Dataset entries:
╔══
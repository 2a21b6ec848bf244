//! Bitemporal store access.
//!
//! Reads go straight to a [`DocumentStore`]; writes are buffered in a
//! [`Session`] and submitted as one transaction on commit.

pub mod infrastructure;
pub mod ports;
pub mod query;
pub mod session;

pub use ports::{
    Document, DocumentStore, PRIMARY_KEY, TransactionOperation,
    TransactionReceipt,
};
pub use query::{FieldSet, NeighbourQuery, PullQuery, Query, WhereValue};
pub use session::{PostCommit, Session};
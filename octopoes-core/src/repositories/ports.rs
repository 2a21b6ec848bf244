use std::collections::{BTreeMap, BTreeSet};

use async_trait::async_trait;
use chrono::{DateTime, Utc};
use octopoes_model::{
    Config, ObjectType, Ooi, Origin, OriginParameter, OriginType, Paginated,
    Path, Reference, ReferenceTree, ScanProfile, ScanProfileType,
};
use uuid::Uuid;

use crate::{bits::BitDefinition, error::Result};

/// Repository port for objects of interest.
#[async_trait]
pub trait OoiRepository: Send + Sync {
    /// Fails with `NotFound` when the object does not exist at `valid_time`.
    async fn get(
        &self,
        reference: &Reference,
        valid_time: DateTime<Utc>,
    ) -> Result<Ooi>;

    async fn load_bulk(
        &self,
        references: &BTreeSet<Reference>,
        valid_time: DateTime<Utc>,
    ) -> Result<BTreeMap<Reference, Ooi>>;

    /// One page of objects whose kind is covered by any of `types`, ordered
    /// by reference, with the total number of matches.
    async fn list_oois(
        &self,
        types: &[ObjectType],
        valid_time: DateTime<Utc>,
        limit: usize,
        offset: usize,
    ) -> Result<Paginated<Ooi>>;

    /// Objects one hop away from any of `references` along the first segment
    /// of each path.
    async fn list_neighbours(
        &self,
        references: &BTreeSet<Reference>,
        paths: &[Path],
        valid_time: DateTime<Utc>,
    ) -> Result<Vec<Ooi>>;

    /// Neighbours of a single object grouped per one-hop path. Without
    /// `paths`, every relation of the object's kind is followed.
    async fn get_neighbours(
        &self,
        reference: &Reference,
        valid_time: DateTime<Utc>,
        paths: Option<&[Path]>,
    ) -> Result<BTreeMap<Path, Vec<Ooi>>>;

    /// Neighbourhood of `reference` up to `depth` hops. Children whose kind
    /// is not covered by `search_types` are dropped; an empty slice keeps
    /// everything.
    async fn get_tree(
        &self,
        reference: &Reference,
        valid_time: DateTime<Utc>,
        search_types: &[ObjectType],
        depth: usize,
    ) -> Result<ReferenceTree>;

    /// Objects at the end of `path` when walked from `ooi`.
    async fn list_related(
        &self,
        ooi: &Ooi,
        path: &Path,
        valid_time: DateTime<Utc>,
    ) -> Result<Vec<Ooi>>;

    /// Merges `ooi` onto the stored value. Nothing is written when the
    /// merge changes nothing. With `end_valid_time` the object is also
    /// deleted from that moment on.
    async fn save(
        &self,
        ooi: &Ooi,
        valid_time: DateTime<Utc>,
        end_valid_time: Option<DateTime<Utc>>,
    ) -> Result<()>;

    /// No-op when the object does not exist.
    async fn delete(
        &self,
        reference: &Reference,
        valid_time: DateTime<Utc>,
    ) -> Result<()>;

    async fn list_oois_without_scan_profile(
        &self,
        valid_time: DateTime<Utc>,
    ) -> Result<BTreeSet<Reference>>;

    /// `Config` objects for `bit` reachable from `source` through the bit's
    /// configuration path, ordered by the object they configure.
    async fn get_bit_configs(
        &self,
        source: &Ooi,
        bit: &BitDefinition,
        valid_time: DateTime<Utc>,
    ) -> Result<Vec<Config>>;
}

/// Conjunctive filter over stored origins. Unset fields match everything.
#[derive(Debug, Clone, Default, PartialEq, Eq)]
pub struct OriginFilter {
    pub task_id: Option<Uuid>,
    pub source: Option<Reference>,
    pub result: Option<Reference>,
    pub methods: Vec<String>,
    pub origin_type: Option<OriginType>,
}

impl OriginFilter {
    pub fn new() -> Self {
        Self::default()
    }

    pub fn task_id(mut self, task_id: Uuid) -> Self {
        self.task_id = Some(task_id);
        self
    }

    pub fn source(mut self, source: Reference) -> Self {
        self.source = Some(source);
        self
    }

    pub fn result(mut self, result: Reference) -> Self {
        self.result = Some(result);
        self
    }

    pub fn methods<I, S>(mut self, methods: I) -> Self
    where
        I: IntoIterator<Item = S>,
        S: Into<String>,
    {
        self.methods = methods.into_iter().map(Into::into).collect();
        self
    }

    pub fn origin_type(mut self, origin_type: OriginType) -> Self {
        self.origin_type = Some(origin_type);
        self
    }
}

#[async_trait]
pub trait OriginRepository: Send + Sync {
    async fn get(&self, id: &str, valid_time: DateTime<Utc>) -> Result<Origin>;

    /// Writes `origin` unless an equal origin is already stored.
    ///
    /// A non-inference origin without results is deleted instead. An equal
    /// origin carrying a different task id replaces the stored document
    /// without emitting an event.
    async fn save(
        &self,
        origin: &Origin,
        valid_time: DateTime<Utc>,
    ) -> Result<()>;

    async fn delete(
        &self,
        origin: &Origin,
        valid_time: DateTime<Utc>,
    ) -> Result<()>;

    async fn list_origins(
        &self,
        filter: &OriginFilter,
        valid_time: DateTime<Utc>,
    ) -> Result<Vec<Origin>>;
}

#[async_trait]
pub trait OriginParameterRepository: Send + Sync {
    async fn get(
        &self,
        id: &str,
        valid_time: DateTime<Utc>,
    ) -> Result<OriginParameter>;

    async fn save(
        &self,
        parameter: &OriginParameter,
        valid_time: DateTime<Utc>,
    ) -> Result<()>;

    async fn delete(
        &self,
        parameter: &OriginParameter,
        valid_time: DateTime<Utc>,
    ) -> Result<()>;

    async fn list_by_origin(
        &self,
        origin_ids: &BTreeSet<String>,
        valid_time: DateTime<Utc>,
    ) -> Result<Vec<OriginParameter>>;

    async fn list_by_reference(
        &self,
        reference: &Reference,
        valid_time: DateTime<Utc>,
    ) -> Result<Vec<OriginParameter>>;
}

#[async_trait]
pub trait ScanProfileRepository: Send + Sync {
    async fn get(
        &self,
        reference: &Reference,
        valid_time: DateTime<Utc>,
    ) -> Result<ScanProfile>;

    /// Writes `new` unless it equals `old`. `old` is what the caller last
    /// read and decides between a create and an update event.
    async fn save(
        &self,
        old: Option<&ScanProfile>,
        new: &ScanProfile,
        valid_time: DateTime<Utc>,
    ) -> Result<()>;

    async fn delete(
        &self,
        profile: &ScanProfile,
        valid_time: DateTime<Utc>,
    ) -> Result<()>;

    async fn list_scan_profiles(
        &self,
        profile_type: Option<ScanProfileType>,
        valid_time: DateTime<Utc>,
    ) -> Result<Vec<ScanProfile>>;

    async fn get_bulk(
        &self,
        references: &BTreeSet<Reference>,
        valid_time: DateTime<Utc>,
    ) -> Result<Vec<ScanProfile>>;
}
╚══
▶ Exercise
The whole set of records needs to be written out exactly.

▶ Answer area
repository 2a21b6ec848bf244
//! Bitemporal store access.
//!
//! Reads go straight to a [`DocumentStore`]; writes are buffered in a
//! [`Session`] and submitted as one transaction on commit.

pub mod infrastructure;
pub mod ports;
pub mod query;
pub mod session;

pub use ports::{
    Document, DocumentStore, PRIMARY_KEY, TransactionOperation,
    TransactionReceipt,
};
pub use query::{FieldSet, NeighbourQuery, PullQuery, Query, WhereValue};
pub use session::{PostCommit, Session};
filename octopoes-core/src/repositories/ports.rs
repository 2a21b6ec848bf244
use std::collections::{BTreeMap, BTreeSet};

use async_trait::async_trait;
use chrono::{DateTime, Utc};
use octopoes_model::{
    Config, ObjectType, Ooi, Origin, OriginParameter, OriginType, Paginated,
    Path, Reference, ReferenceTree, ScanProfile, ScanProfileType,
};
use uuid::Uuid;

use crate::{bits::BitDefinition, error::Result};

/// Repository port for objects of interest.
#[async_trait]
pub trait OoiRepository: Send + Sync {
    /// Fails with `NotFound` when the object does not exist at `valid_time`.
    async fn get(
        &self,
        reference: &Reference,
        valid_time: DateTime<Utc>,
    ) -> Result<Ooi>;

    async fn load_bulk(
        &self,
        references: &BTreeSet<Reference>,
        valid_time: DateTime<Utc>,
    ) -> Result<BTreeMap<Reference, Ooi>>;

    /// One page of objects whose kind is covered by any of `types`, ordered
    /// by reference, with the total number of matches.
    async fn list_oois(
        &self,
        types: &[ObjectType],
        valid_time: DateTime<Utc>,
        limit: usize,
        offset: usize,
    ) -> Result<Paginated<Ooi>>;

    /// Objects one hop away from any of `references` along the first segment
    /// of each path.
    async fn list_neighbours(
        &self,
        references: &BTreeSet<Reference>,
        paths: &[Path],
        valid_time: DateTime<Utc>,
    ) -> Result<Vec<Ooi>>;

    /// Neighbours of a single object grouped per one-hop path. Without
    /// `paths`, every relation of the object's kind is followed.
    async fn get_neighbours(
        &self,
        reference: &Reference,
        valid_time: DateTime<Utc>,
        paths: Option<&[Path]>,
    ) -> Result<BTreeMap<Path, Vec<Ooi>>>;

    /// Neighbourhood of `reference` up to `depth` hops. Children whose kind
    /// is not covered by `search_types` are dropped; an empty slice keeps
    /// everything.
    async fn get_tree(
        &self,
        reference: &Reference,
        valid_time: DateTime<Utc>,
        search_types: &[ObjectType],
        depth: usize,
    ) -> Result<ReferenceTree>;

    /// Objects at the end of `path` when walked from `ooi`.
    async fn list_related(
        &self,
        ooi: &Ooi,
        path: &Path,
        valid_time: DateTime<Utc>,
    ) -> Result<Vec<Ooi>>;

    /// Merges `ooi` onto the stored value. Nothing is written when the
    /// merge changes nothing. With `end_valid_time` the object is also
    /// deleted from that moment on.
    async fn save(
        &self,
        ooi: &Ooi,
        valid_time: DateTime<Utc>,
        end_valid_time: Option<DateTime<Utc>>,
    ) -> Result<()>;

    /// No-op when the object does not exist.
    async fn delete(
        &self,
        reference: &Reference,
        valid_time: DateTime<Utc>,
    ) -> Result<()>;

    async fn list_oois_without_scan_profile(
        &self,
        valid_time: DateTime<Utc>,
    ) -> Result<BTreeSet<Reference>>;

    /// `Config` objects for `bit` reachable from `source` through the bit's
    /// configuration path, ordered by the object they configure.
    async fn get_bit_configs(
        &self,
        source: &Ooi,
        bit: &BitDefinition,
        valid_time: DateTime<Utc>,
    ) -> Result<Vec<Config>>;
}

/// Conjunctive filter over stored origins. Unset fields match everything.
#[derive(Debug, Clone, Default, PartialEq, Eq)]
pub struct OriginFilter {
    pub task_id: Option<Uuid>,
    pub source: Option<Reference>,
    pub result: Option<Reference>,
    pub methods: Vec<String>,
    pub origin_type: Option<OriginType>,
}

impl OriginFilter {
    pub fn new() -> Self {
        Self::default()
    }

    pub fn task_id(mut self, task_id: Uuid) -> Self {
        self.task_id = Some(task_id);
        self
    }

    pub fn source(mut self, source: Reference) -> Self {
        self.source = Some(source);
        self
    }

    pub fn result(mut self, result: Reference) -> Self {
        self.result = Some(result);
        self
    }

    pub fn methods<I, S>(mut self, methods: I) -> Self
    where
        I: IntoIterator<Item = S>,
        S: Into<String>,
    {
        self.methods = methods.into_iter().map(Into::into).collect();
        self
    }

    pub fn origin_type(mut self, origin_type: OriginType) -> Self {
        self.origin_type = Some(origin_type);
        self
    }
}

#[async_trait]
pub trait OriginRepository: Send + Sync {
    async fn get(&self, id: &str, valid_time: DateTime<Utc>) -> Result<Origin>;

    /// Writes `origin` unless an equal origin is already stored.
    ///
    /// A non-inference origin without results is deleted instead. An equal
    /// origin carrying a different task id replaces the stored document
    /// without emitting an event.
    async fn save(
        &self,
        origin: &Origin,
        valid_time: DateTime<Utc>,
    ) -> Result<()>;

    async fn delete(
        &self,
        origin: &Origin,
        valid_time: DateTime<Utc>,
    ) -> Result<()>;

    async fn list_origins(
        &self,
        filter: &OriginFilter,
        valid_time: DateTime<Utc>,
    ) -> Result<Vec<Origin>>;
}

#[async_trait]
pub trait OriginParameterRepository: Send + Sync {
    async fn get(
        &self,
        id: &str,
        valid_time: DateTime<Utc>,
    ) -> Result<OriginParameter>;

    async fn save(
        &self,
        parameter: &OriginParameter,
        valid_time: DateTime<Utc>,
    ) -> Result<()>;

    async fn delete(
        &self,
        parameter: &OriginParameter,
        valid_time: DateTime<Utc>,
    ) -> Result<()>;

    async fn list_by_origin(
        &self,
        origin_ids: &BTreeSet<String>,
        valid_time: DateTime<Utc>,
    ) -> Result<Vec<OriginParameter>>;

    async fn list_by_reference(
        &self,
        reference: &Reference,
        valid_time: DateTime<Utc>,
    ) -> Result<Vec<OriginParameter>>;
}

#[async_trait]
pub trait ScanProfileRepository: Send + Sync {
    async fn get(
        &self,
        reference: &Reference,
        valid_time: DateTime<Utc>,
    ) -> Result<ScanProfile>;

    /// Writes `new` unless it equals `old`. `old` is what the caller last
    /// read and decides between a create and an update event.
    async fn save(
        &self,
        old: Option<&ScanProfile>,
        new: &ScanProfile,
        valid_time: DateTime<Utc>,
    ) -> Result<()>;

    async fn delete(
        &self,
        profile: &ScanProfile,
        valid_time: DateTime<Utc>,
    ) -> Result<()>;

    async fn list_scan_profiles(
        &self,
        profile_type: Option<ScanProfileType>,
        valid_time: DateTime<Utc>,
    ) -> Result<Vec<ScanProfile>>;

    async fn get_bulk(
        &self,
        references: &BTreeSet<Reference>,
        valid_time: DateTime<Utc>,
    ) -> Result<Vec<ScanProfile>>;
}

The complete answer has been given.